WINONA, Minn. (WKBT)– An announcement from Minnesota Department of Education in the coming days could change what school looks like this fall. According to local health and education officials, the state is preparing to tell districts what the ongoing risk for COVID-19 in their region would mean for their plans.

To discussion to send students back to school or not is challenging. Some families might be hesitant.

“Their concerns are valid,” said Karen Saness.

Saness isn’t just the Winona County Health and Human Services Director, she’s also a parent to a 16-year-old.

“I’m not in favor of sending her back to school,” Saness said, during a press conference Friday.

But how to plan for that? The answer could be clearer next Thursday. That’s when state education officials are expected to make an announcement about the next school year.

“My understanding is that it will be done more on a regional basis,” said Annette Freiheit, superintendent for Winona Area Public Schools.

Mary Cathryn Ricker

Minnesota Education Commissioner
Mary Cathryn Ricker. Courtesy of the Minnesota Department of Education

Earlier this summer, Minnesota’s Department of Education (MDE) asked districts to come up with three plans for next school year. They should have a plan for either all in-person learning, a hybrid of in-person and distance learning, or all distance learning. Freiheit told News 8 Now that during a conference call with Minnesota Education Commissioner Cathryn Ricker this Thursday, state officials said they will use more localized data to see which of those plans to use.

“Because what we have here in Winona could have us in one scenario and in Rochester, their situation could be different and they could have to be in a different scenario,” Freiheit said.

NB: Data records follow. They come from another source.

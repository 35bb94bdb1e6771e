//! Startup self-test for the KEM capability.
//!
//! Runs exactly once, before the server starts serving clients: generate a
//! keypair, encapsulate against it, decapsulate the result, and verify the
//! two shared secrets agree bit for bit. Each step short-circuits on
//! failure; no step is retried.
//!
//! The routine is a diagnostic, not a gate: the server loop starts
//! regardless of the outcome unless the operator opts into halting via the
//! server's `halt_on_self_test_failure` policy.
//!
//! The KEM working set is larger than an async task should carry on its
//! stack, so callers run this on a dedicated blocking task and await its
//! completion before declaring startup complete.

use kemline_proto::hex;
use thiserror::Error;

use crate::env::Environment;
use crate::error::KemError;
use crate::kem::Kem;

/// Bytes of each artifact shown in diagnostics.
const PREVIEW_BYTES: usize = 8;

/// Outcome of one self-test run.
#[derive(Debug, Clone, PartialEq, Eq)]
pub enum SelfTestReport {
    /// All steps succeeded and the secrets agree.
    ///
    /// Carries short hex previews of the artifacts for human diagnostics;
    /// full secret material is never reported.
    Pass {
        /// Preview of the generated public key
        public_key: String,
        /// Preview of the test ciphertext
        ciphertext: String,
        /// Preview of the agreed shared secret
        shared_secret: String,
    },
    /// A step failed or the secrets disagreed.
    Failed(SelfTestFailure),
}

impl SelfTestReport {
    /// Returns true if the self-test passed.
    #[must_use]
    pub fn is_pass(&self) -> bool {
        matches!(self, SelfTestReport::Pass { .. })
    }
}

/// The step at which a self-test run failed.
#[derive(Error, Debug, Clone, PartialEq, Eq)]
pub enum SelfTestFailure {
    /// Keypair generation failed; no further KEM calls were made
    #[error("keypair generation failed: {0}")]
    Keypair(KemError),

    /// Encapsulation against the fresh public key failed
    #[error("encapsulation failed: {0}")]
    Encapsulation(KemError),

    /// Decapsulation of the test ciphertext failed
    #[error("decapsulation failed: {0}")]
    Decapsulation(KemError),

    /// Both secrets were derived but disagree.
    ///
    /// Carries both secrets' full hex for diagnosis; they are test
    /// artifacts of a broken primitive, not live key material.
    #[error("shared secrets disagree: encapsulated {encapsulated}, decapsulated {decapsulated}")]
    Mismatch {
        /// Hex of the encapsulator's secret
        encapsulated: String,
        /// Hex of the decapsulator's secret
        decapsulated: String,
    },
}

/// Exercises the KEM capability end to end, once.
///
/// Steps, each short-circuiting on failure: keypair generation,
/// encapsulation, decapsulation, byte-wise secret comparison. Reporting is
/// the only side effect; no state persists and the server loop is
/// unaffected by the outcome.
pub fn run_self_test<K: Kem>(kem: &K, env: &impl Environment) -> SelfTestReport {
    tracing::debug!("self-test: generating keypair");
    let keypair = match kem.keypair(env) {
        Ok(kp) => kp,
        Err(e) => {
            tracing::error!(error = %e, "self-test: keypair generation failed");
            return SelfTestReport::Failed(SelfTestFailure::Keypair(e));
        },
    };

    tracing::debug!(
        public_key = %hex::preview(&keypair.public, PREVIEW_BYTES),
        "self-test: encapsulating"
    );
    let (ciphertext, encapsulated) = match kem.encapsulate(&keypair.public, env) {
        Ok(pair) => pair,
        Err(e) => {
            tracing::error!(error = %e, "self-test: encapsulation failed");
            return SelfTestReport::Failed(SelfTestFailure::Encapsulation(e));
        },
    };

    tracing::debug!(
        ciphertext = %hex::preview(&ciphertext, PREVIEW_BYTES),
        "self-test: decapsulating"
    );
    let decapsulated = match kem.decapsulate(&ciphertext, &keypair.secret) {
        Ok(ss) => ss,
        Err(e) => {
            tracing::error!(error = %e, "self-test: decapsulation failed");
            return SelfTestReport::Failed(SelfTestFailure::Decapsulation(e));
        },
    };

    if !encapsulated.ct_eq(&decapsulated) {
        // Inequality is a failure signal, never silently ignored
        tracing::error!("self-test: shared secrets disagree");
        return SelfTestReport::Failed(SelfTestFailure::Mismatch {
            encapsulated: hex::encode(encapsulated.as_bytes()),
            decapsulated: hex::encode(decapsulated.as_bytes()),
        });
    }

    SelfTestReport::Pass {
        public_key: hex::preview(&keypair.public, PREVIEW_BYTES),
        ciphertext: hex::preview(&ciphertext, PREVIEW_BYTES),
        shared_secret: hex::preview(encapsulated.as_bytes(), PREVIEW_BYTES),
    }
}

Guidance from the Minnesota Department of Health released in June said the state agency, along with the Minnesota Department of Education, “will determine and announce the scenario model under which schools may reopen for the 2020-21 school year based on state COVID-19 metrics by the week of July 27.” But it is not clear if they would be using a more localized approach or state approach for this determination.

Even if state officials tell a district they can use one of the three plans, educators would have to be prepared to change at any time, according to Freiheit. For instance, if the state believes an area is considered high risk, they might have to start with distance learning.

“But as it starts to dial back down or improve, they could say, ‘Well, now you’re going to open with a hybrid,'” Freiheit said.

But parents shouldn’t panic, the health department believes, based on what they’re hearing from the education department, families will still be able to make their own decisions.

“There’s going to be flexibility and options for families,” Saness said.

With the situation rapidly evolving, for the district, this just means they’ll have to establish good relationships with families to navigate any uncertainty or changes to the plan.

News 8 Now has contacted the Minnesota Department of Education for comment. We have not yet heard back from a spokesperson.